SecAuditLogParts ABIJDEFHZ

# Use a single file for logging. This is much easier to look at, but
# assumes that you will use the audit log only occasionally.
#
SecAuditLogType Serial
SecAuditLog /var/log/modsec_audit.log


# -- Miscellaneous -----------------------------------------------------------

# Use the most commonly used application/x-www-form-urlencoded parameter
# separator. There's probably only one application somewhere that uses
# something else so don't expect to change this value.
#
SecArgumentSeparator &

# Settle on version 0 (zero) cookies, as that is what most applications
# use. Using an incorrect cookie version may open your installation to
# evasion attacks (against the rules that examine named cookies).
#
SecCookieFormat 0

If I'm missing something please let me know. Otherwise I'm glad if I can contribute to your project!

King regards
Nick

[jptosso]

Hey ! First of all, thank you for the detailed issue. It's way easier to debug this way.
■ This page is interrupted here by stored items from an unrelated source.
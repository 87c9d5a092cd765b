// SPDX-License-Identifier: AGPL-3.0-or-later
//
// Copyright (C) 2026 Relational Network

//! # Ledger Data Models
//!
//! Domain types shared by the store, the cache, the service and the REST API.
//!
//! ## Wallet Identifier
//!
//! [`WalletId`] wraps a UUID and only accepts the canonical dashed form
//! (`8-4-4-4-12` hexadecimal groups). Anything else is rejected before a
//! store or cache is touched.
//!
//! ## Money
//!
//! Balances and amounts are [`Decimal`] values at scale 2. They are never
//! converted through floating point.

use std::fmt;
use std::str::FromStr;

use chrono::{DateTime, Utc};
use rust_decimal::Decimal;
use serde::{Deserialize, Serialize};
use utoipa::ToSchema;
use uuid::Uuid;

/// Number of fractional digits kept for every balance.
pub const BALANCE_SCALE: u32 = 2;

// =============================================================================
// Wallet Identifier
// =============================================================================

/// Canonical wallet identifier.
///
/// Displays as the lowercase hyphenated UUID, which is also the store and
/// cache key.
#[derive(Debug, Clone, Copy, PartialEq, Eq, PartialOrd, Ord, Hash)]
pub struct WalletId(Uuid);

/// Returned when a string is not a canonical dashed UUID.
#[derive(Debug, Clone, PartialEq, Eq, thiserror::Error)]
#[error("invalid wallet identifier: {0:?}")]
pub struct InvalidWalletId(pub String);

impl WalletId {
    /// Parse a wallet id, accepting only the `8-4-4-4-12` hyphenated form.
    ///
    /// `Uuid::parse_str` alone also takes the simple, braced and URN forms,
    /// so the layout is checked first.
    pub fn parse(raw: &str) -> Result<Self, InvalidWalletId> {
        let bytes = raw.as_bytes();
        let well_formed = bytes.len() == 36
            && bytes.iter().enumerate().all(|(i, b)| match i {
                8 | 13 | 18 | 23 => *b == b'-',
                _ => b.is_ascii_hexdigit(),
            });
        if !well_formed {
            return Err(InvalidWalletId(raw.to_string()));
        }
        Uuid::parse_str(raw)
            .map(WalletId)
            .map_err(|_| InvalidWalletId(raw.to_string()))
    }

    pub fn as_uuid(&self) -> &Uuid {
        &self.0
    }

    /// Key used by the store and the cache.
    pub fn key(&self) -> String {
        self.0.hyphenated().to_string()
    }
}

impl fmt::Display for WalletId {
    fn fmt(&self, f: &mut fmt::Formatter<'_>) -> fmt::Result {
        write!(f, "{}", self.0.hyphenated())
    }
}

impl FromStr for WalletId {
    type Err = InvalidWalletId;

    fn from_str(s: &str) -> Result<Self, Self::Err> {
        Self::parse(s)
    }
}

impl From<Uuid> for WalletId {
    fn from(value: Uuid) -> Self {
        WalletId(value)
    }
}

// =============================================================================
// Balance Helpers
// =============================================================================

/// Rescale a balance to exactly two fractional digits.
pub fn normalize_balance(value: Decimal) -> Decimal {
    let mut scaled = value.round_dp(BALANCE_SCALE);
    scaled.rescale(BALANCE_SCALE);
    scaled
}

/// Render a balance as its canonical string, e.g. `"2000.00"`.
pub fn format_balance(value: Decimal) -> String {
    normalize_balance(value).to_string()
}

// =============================================================================
// Wallet Record
// =============================================================================

/// A wallet as held by a [`crate::storage::BalanceStore`].
#[derive(Debug, Clone, PartialEq, Eq)]
pub struct WalletRecord {
    pub id: WalletId,
    pub balance: Decimal,
    pub updated_at: DateTime<Utc>,
}

// =============================================================================
// Operation Models
// =============================================================================

/// Balance mutation kinds.
#[derive(Debug, Clone, Copy, PartialEq, Eq, Serialize, Deserialize, ToSchema)]
#[serde(rename_all = "UPPERCASE")]
pub enum OperationType {
    /// Add the amount to the balance.
    Deposit,
    /// Subtract the amount from the balance; never below zero.
    Withdraw,
}

impl OperationType {
    /// Signed delta this operation applies for `amount`.
    pub fn delta(self, amount: Decimal) -> Decimal {
        match self {
            OperationType::Deposit => amount,
            OperationType::Withdraw => -amount,
        }
    }
}

impl fmt::Display for OperationType {
    fn fmt(&self, f: &mut fmt::Formatter<'_>) -> fmt::Result {
        match self {
            OperationType::Deposit => f.write_str("DEPOSIT"),
            OperationType::Withdraw => f.write_str("WITHDRAW"),
        }
    }
}

/// Request body for `POST /api/v1/wallets/{wallet_id}/operation`.
#[derive(Debug, Clone, Serialize, Deserialize, ToSchema)]
pub struct OperationRequest {
    /// `DEPOSIT` or `WITHDRAW`.
    #[serde(rename = "operationType")]
    pub operation_type: OperationType,
    /// Strictly positive amount with at most two decimal places.
    #[schema(value_type = f64, example = 1000.0)]
    pub amount: Decimal,
}

/// A strictly positive amount with at most [`BALANCE_SCALE`] decimals.
#[derive(Debug, Clone, Copy, PartialEq, Eq)]
pub struct Amount(Decimal);

impl Amount {
    /// Returns `None` for zero, negative, or sub-cent amounts.
    pub fn new(value: Decimal) -> Option<Self> {
        if value <= Decimal::ZERO || value.normalize().scale() > BALANCE_SCALE {
            return None;
        }
        Some(Amount(normalize_balance(value)))
    }

    pub fn value(&self) -> Decimal {
        self.0
    }
}

// =============================================================================
// Response Models
// =============================================================================

/// Balance of a single wallet.
#[derive(Debug, Clone, Serialize, Deserialize, ToSchema, PartialEq, Eq)]
pub struct BalanceResponse {
    /// Wallet identifier (hyphenated UUID).
    pub id: String,
    /// Balance rendered with two decimal places.
    #[schema(example = "1000.00")]
    pub balance: String,
}

impl BalanceResponse {
    pub fn new(id: &WalletId, balance: Decimal) -> Self {
        Self {
            id: id.to_string(),
            balance: format_balance(balance),
        }
    }
}

/// Plain message body used for operation results and errors.
#[derive(Debug, Clone, Serialize, Deserialize, ToSchema, PartialEq, Eq)]
pub struct MessageResponse {
    pub message: String,
}

impl MessageResponse {
    pub fn new(message: impl Into<String>) -> Self {
        Self {
            message: message.into(),
        }
    }
}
I will validate but I think chunk transfers are removed from the http request objects in golang, which means coraza will never have access to it in this connector. Probably coraza receives the full buffered request.

I think @M4tteoP has information on this

[M4tteoP]

Hi, many thanks for taking the time on providing lots of details!

I will validate but I think chunk transfers are removed from the http request objects in golang, which means Coraza will never have access to it in this connector.

I really think this is the issue. 920171-2 and 920171-3 are two of the few CRS tests that are still failing against the go/http middleware (that is the same used by the latest commit in the caddy connector). The Go library removes the Transfer-Encoding header (see here), and this is exactly what the 920171 rule is looking for (SecRule &REQUEST_HEADERS:Transfer-Encoding "!@eq 0").

What we should maybe do is understand if it is possible from the http.Request to read the Chunked boolean. If so we can populate again the header. But I don't know if it is feasible or if the HTTP library makes the Chunked logic completely transparent.

Update: https://github.com/golang/go/blob/master/src/net/http/transfer.go#L586 this line is definitely interesting. Maybe something like the following code can fix it.

if r.TransferEncoding != nil && r.TransferEncoding[0] == "chunked" {
	r.Header.Set("Transfer-Encoding", "chunked")
}

I will give it a go next week :)

[nick-ge]

Thank you for your fast response!

@M4tteoP This could do the trick and you should definitively give it a shot!

In my opinion however, it is not a problem of this connector but of the go/http library which gives you a HTTP request without a header that indicates a body is available. As the RFC says, Content-Length and Transfer-Encoding are responsible for that. So a more cleaner solution would be, if the go/http library replaces the Transfer-Encoding with a appropriate Content-Length header instead of removing it completely. This should trigger CRS rule 920170 then. So maybe we should populate this problem to the devs of go/http?

[anuraaga]

I believe the behavior Go is going for is that, because the body that is provided doesn't have chunked headers, the header is removed - I guess the idea is to present to business logic in the same way regardless of encoding.

But even so the body is still streamed so it can't compute a content length.

There doesn't seem to be a great reason to remove the encoding header anyways but I guess they'll keep the behavior for backwards compatibility.

Probably synthesizing the header for the coraza transaction is going to be the way to go if it's possible. Otherwise maybe a phase 2 rule could be added that checks &REQUEST_BODY.